● **Task goal**:
Each entry needs to be retyped exactly, with nothing added or dropped.

[Opening Material for this exercise section]

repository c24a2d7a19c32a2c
use async_trait::async_trait;
use reqwest::{Client, StatusCode};
use shared::protocol::{AcceptedResponse, ErrorResponse, CONTACT_ROUTE};
use thiserror::Error;
use url::Url;

use crate::form::ContactDraft;

#[derive(Debug, Clone, PartialEq, Eq)]
pub struct Accepted {
    pub status: StatusCode,
    pub message: Option<String>,
}

#[derive(Debug, Error)]
pub enum TransportError {
    #[error("invalid server url '{url}': {source}")]
    InvalidUrl {
        url: String,
        source: url::ParseError,
    },
    #[error("server rejected submission with status {status}")]
    Rejected {
        status: StatusCode,
        error: Option<String>,
    },
    #[error("network failure: {0}")]
    Network(#[from] reqwest::Error),
}

#[async_trait]
pub trait ContactTransport: Send + Sync {
    async fn submit(&self, draft: &ContactDraft) -> Result<Accepted, TransportError>;
}

/// Posts drafts to the contact endpoint. Only the status class decides
/// success; response bodies are informational.
#[derive(Debug, Clone)]
pub struct HttpContactClient {
    http: Client,
    endpoint: Url,
}

impl HttpContactClient {
    pub fn new(server_url: &str) -> Result<Self, TransportError> {
        let endpoint = Url::parse(server_url)
            .and_then(|base| base.join(CONTACT_ROUTE))
            .map_err(|source| TransportError::InvalidUrl {
                url: server_url.to_string(),
                source,
            })?;
        Ok(Self {
            http: Client::new(),
            endpoint,
        })
    }

    pub fn endpoint(&self) -> &Url {
        &self.endpoint
    }
}

#[async_trait]
impl ContactTransport for HttpContactClient {
    async fn submit(&self, draft: &ContactDraft) -> Result<Accepted, TransportError> {
        let response = self
            .http
            .post(self.endpoint.clone())
            .json(&draft.to_payload())
            .send()
            .await?;

        let status = response.status();
        if status.is_success() {
            let message = response
                .json::<AcceptedResponse>()
                .await
                .ok()
                .map(|body| body.message);
            Ok(Accepted { status, message })
        } else {
            let error = response
                .json::<ErrorResponse>()
                .await
                .ok()
                .map(|body| body.error);
            Err(TransportError::Rejected { status, error })
        }
    }
}

#[cfg(test)]
#[path = "tests/transport_tests.rs"]
mod tests;
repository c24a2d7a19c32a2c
pub mod runtime;
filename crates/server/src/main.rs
use std::{net::SocketAddr, sync::Arc};

use anyhow::Context;
use axum::{
    body::Bytes,
    extract::State,
    http::StatusCode,
    routing::{get, post},
    Json, Router,
};
use email_relay::{EmailRelay, ResendRelay};
use server_api::{
    log::TracingSubmissionLog, notification::NotificationRoute, submit_contact_body, ApiContext,
};
use shared::{
    error::{ErrorCode, SubmissionError},
    protocol::{AcceptedResponse, ErrorResponse, CONTACT_ROUTE},
};
use tower_http::{limit::RequestBodyLimitLayer, trace::TraceLayer};
use tracing::{error, info, warn};

mod config;

use config::{load_settings, Settings};

#[derive(Clone)]
struct AppState {
    api: ApiContext,
}

#[tokio::main]
async fn main() -> anyhow::Result<()> {
    tracing_subscriber::fmt().with_env_filter("info").init();

    let settings = load_settings()?;
    let api = build_context(&settings)?;
    if api.relay.is_none() {
        warn!("RESEND_API_KEY not set; contact submissions will only be logged");
    }

    let app = build_router(Arc::new(AppState { api }), settings.max_body_bytes);

    let addr: SocketAddr = settings
        .server_bind
        .parse()
        .with_context(|| format!("invalid bind address '{}'", settings.server_bind))?;
    info!(%addr, "server listening");
    let listener = tokio::net::TcpListener::bind(addr).await?;
    axum::serve(listener, app).await?;
    Ok(())
}

fn build_context(settings: &Settings) -> anyhow::Result<ApiContext> {
    let relay = match &settings.resend_api_key {
        Some(api_key) => {
            let relay = ResendRelay::new(api_key.clone(), &settings.relay_url)
                .context("failed to configure email relay")?;
            Some(Arc::new(relay) as Arc<dyn EmailRelay>)
        }
        None => None,
    };

    Ok(ApiContext {
        relay,
        log: Arc::new(TracingSubmissionLog),
        route: NotificationRoute {
            sender: settings.sender_address.clone(),
            operator: settings.operator_address.clone(),
        },
    })
}

fn build_router(state: Arc<AppState>, max_body_bytes: usize) -> Router {
    Router::new()
        .route("/healthz", get(healthz))
        .route(CONTACT_ROUTE, post(http_submit_contact))
        .layer(RequestBodyLimitLayer::new(max_body_bytes))
        .layer(TraceLayer::new_for_http())
        .with_state(state)
}

async fn healthz() -> &'static str {
    "ok"
}

async fn http_submit_contact(
    State(state): State<Arc<AppState>>,
    body: Bytes,
) -> Result<Json<AcceptedResponse>, (StatusCode, Json<ErrorResponse>)> {
    let ack = submit_contact_body(&state.api, &body)
        .await
        .map_err(reject)?;
    Ok(Json(ack.into()))
}

fn reject(err: SubmissionError) -> (StatusCode, Json<ErrorResponse>) {
    let status = match err.code() {
        ErrorCode::Validation => StatusCode::BAD_REQUEST,
        ErrorCode::Internal => StatusCode::INTERNAL_SERVER_ERROR,
    };
    if status.is_server_error() {
        error!(error = %err, "error processing contact form");
    } else {
        info!(error = %err, "rejected contact submission");
    }
    (status, Json(ErrorResponse::from(&err)))
}

#[cfg(test)]
#[path = "tests/main_tests.rs"]
mod tests;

[Closing Material for this exercise section]

● **Solution for this exercise**:
repository c24a2d7a19c32a2c
use async_trait::async_trait;
use reqwest::{Client, StatusCode};
use shared::protocol::{AcceptedResponse, ErrorResponse, CONTACT_ROUTE};
use thiserror::Error;
use url::Url;

use crate::form::ContactDraft;

#[derive(Debug, Clone, PartialEq, Eq)]
pub struct Accepted {
    pub status: StatusCode,
    pub message: Option<String>,
}

#[derive(Debug, Error)]
pub enum TransportError {
    #[error("invalid server url '{url}': {source}")]
    InvalidUrl {
        url: String,
        source: url::ParseError,
    },
    #[error("server rejected submission with status {status}")]
    Rejected {
        status: StatusCode,
        error: Option<String>,
    },
    #[error("network failure: {0}")]
    Network(#[from] reqwest::Error),
}

#[async_trait]
pub trait ContactTransport: Send + Sync {
    async fn submit(&self, draft: &ContactDraft) -> Result<Accepted, TransportError>;
}

/// Posts drafts to the contact endpoint. Only the status class decides
/// success; response bodies are informational.
#[derive(Debug, Clone)]
pub struct HttpContactClient {
    http: Client,
    endpoint: Url,
}

impl HttpContactClient {
    pub fn new(server_url: &str) -> Result<Self, TransportError> {
        let endpoint = Url::parse(server_url)
            .and_then(|base| base.join(CONTACT_ROUTE))
            .map_err(|source| TransportError::InvalidUrl {
                url: server_url.to_string(),
                source,
            })?;
        Ok(Self {
            http: Client::new(),
            endpoint,
        })
    }

    pub fn endpoint(&self) -> &Url {
        &self.endpoint
    }
}

#[async_trait]
impl ContactTransport for HttpContactClient {
    async fn submit(&self, draft: &ContactDraft) -> Result<Accepted, TransportError> {
        let response = self
            .http
            .post(self.endpoint.clone())
            .json(&draft.to_payload())
            .send()
            .await?;

        let status = response.status();
        if status.is_success() {
            let message = response
                .json::<AcceptedResponse>()
                .await
                .ok()
                .map(|body| body.message);
            Ok(Accepted { status, message })
        } else {
            let error = response
                .json::<ErrorResponse>()
                .await
                .ok()
                .map(|body| body.error);
            Err(TransportError::Rejected { status, error })
        }
    }
}

#[cfg(test)]
#[path = "tests/transport_tests.rs"]
mod tests;
repository c24a2d7a19c32a2c
pub mod runtime;
filename crates/server/src/main.rs
use std::{net::SocketAddr, sync::Arc};

use anyhow::Context;
use axum::{
    body::Bytes,
    extract::State,
    http::StatusCode,
    routing::{get, post},
    Json, Router,
};
use email_relay::{EmailRelay, ResendRelay};
use server_api::{
    log::TracingSubmissionLog, notification::NotificationRoute, submit_contact_body, ApiContext,
};
use shared::{
    error::{ErrorCode, SubmissionError},
    protocol::{AcceptedResponse, ErrorResponse, CONTACT_ROUTE},
};
use tower_http::{limit::RequestBodyLimitLayer, trace::TraceLayer};
use tracing::{error, info, warn};

mod config;

use config::{load_settings, Settings};

#[derive(Clone)]
struct AppState {
    api: ApiContext,
}

#[tokio::main]
async fn main() -> anyhow::Result<()> {
    tracing_subscriber::fmt().with_env_filter("info").init();

    let settings = load_settings()?;
    let api = build_context(&settings)?;
    if api.relay.is_none() {
        warn!("RESEND_API_KEY not set; contact submissions will only be logged");
    }

    let app = build_router(Arc::new(AppState { api }), settings.max_body_bytes);

    let addr: SocketAddr = settings
        .server_bind
        .parse()
        .with_context(|| format!("invalid bind address '{}'", settings.server_bind))?;
    info!(%addr, "server listening");
    let listener = tokio::net::TcpListener::bind(addr).await?;
    axum::serve(listener, app).await?;
    Ok(())
}

fn build_context(settings: &Settings) -> anyhow::Result<ApiContext> {
    let relay = match &settings.resend_api_key {
        Some(api_key) => {
            let relay = ResendRelay::new(api_key.clone(), &settings.relay_url)
                .context("failed to configure email relay")?;
            Some(Arc::new(relay) as Arc<dyn EmailRelay>)
        }
        None => None,
    };

    Ok(ApiContext {
        relay,
        log: Arc::new(TracingSubmissionLog),
        route: NotificationRoute {
            sender: settings.sender_address.clone(),
            operator: settings.operator_address.clone(),
        },
    })
}

fn build_router(state: Arc<AppState>, max_body_bytes: usize) -> Router {
    Router::new()
        .route("/healthz", get(healthz))
        .route(CONTACT_ROUTE, post(http_submit_contact))
        .layer(RequestBodyLimitLayer::new(max_body_bytes))
        .layer(TraceLayer::new_for_http())
        .with_state(state)
}

async fn healthz() -> &'static str {
    "ok"
}

async fn http_submit_contact(
    State(state): State<Arc<AppState>>,
    body: Bytes,
) -> Result<Json<AcceptedResponse>, (StatusCode, Json<ErrorResponse>)> {
    let ack = submit_contact_body(&state.api, &body)
        .await
        .map_err(reject)?;
    Ok(Json(ack.into()))
}

fn reject(err: SubmissionError) -> (StatusCode, Json<ErrorResponse>) {
    let status = match err.code() {
        ErrorCode::Validation => StatusCode::BAD_REQUEST,
        ErrorCode::Internal => StatusCode::INTERNAL_SERVER_ERROR,
    };
    if status.is_server_error() {
        error!(error = %err, "error processing contact form");
    } else {
        info!(error = %err, "rejected contact submission");
    }
    (status, Json(ErrorResponse::from(&err)))
}

#[cfg(test)]
#[path = "tests/main_tests.rs"]
mod tests;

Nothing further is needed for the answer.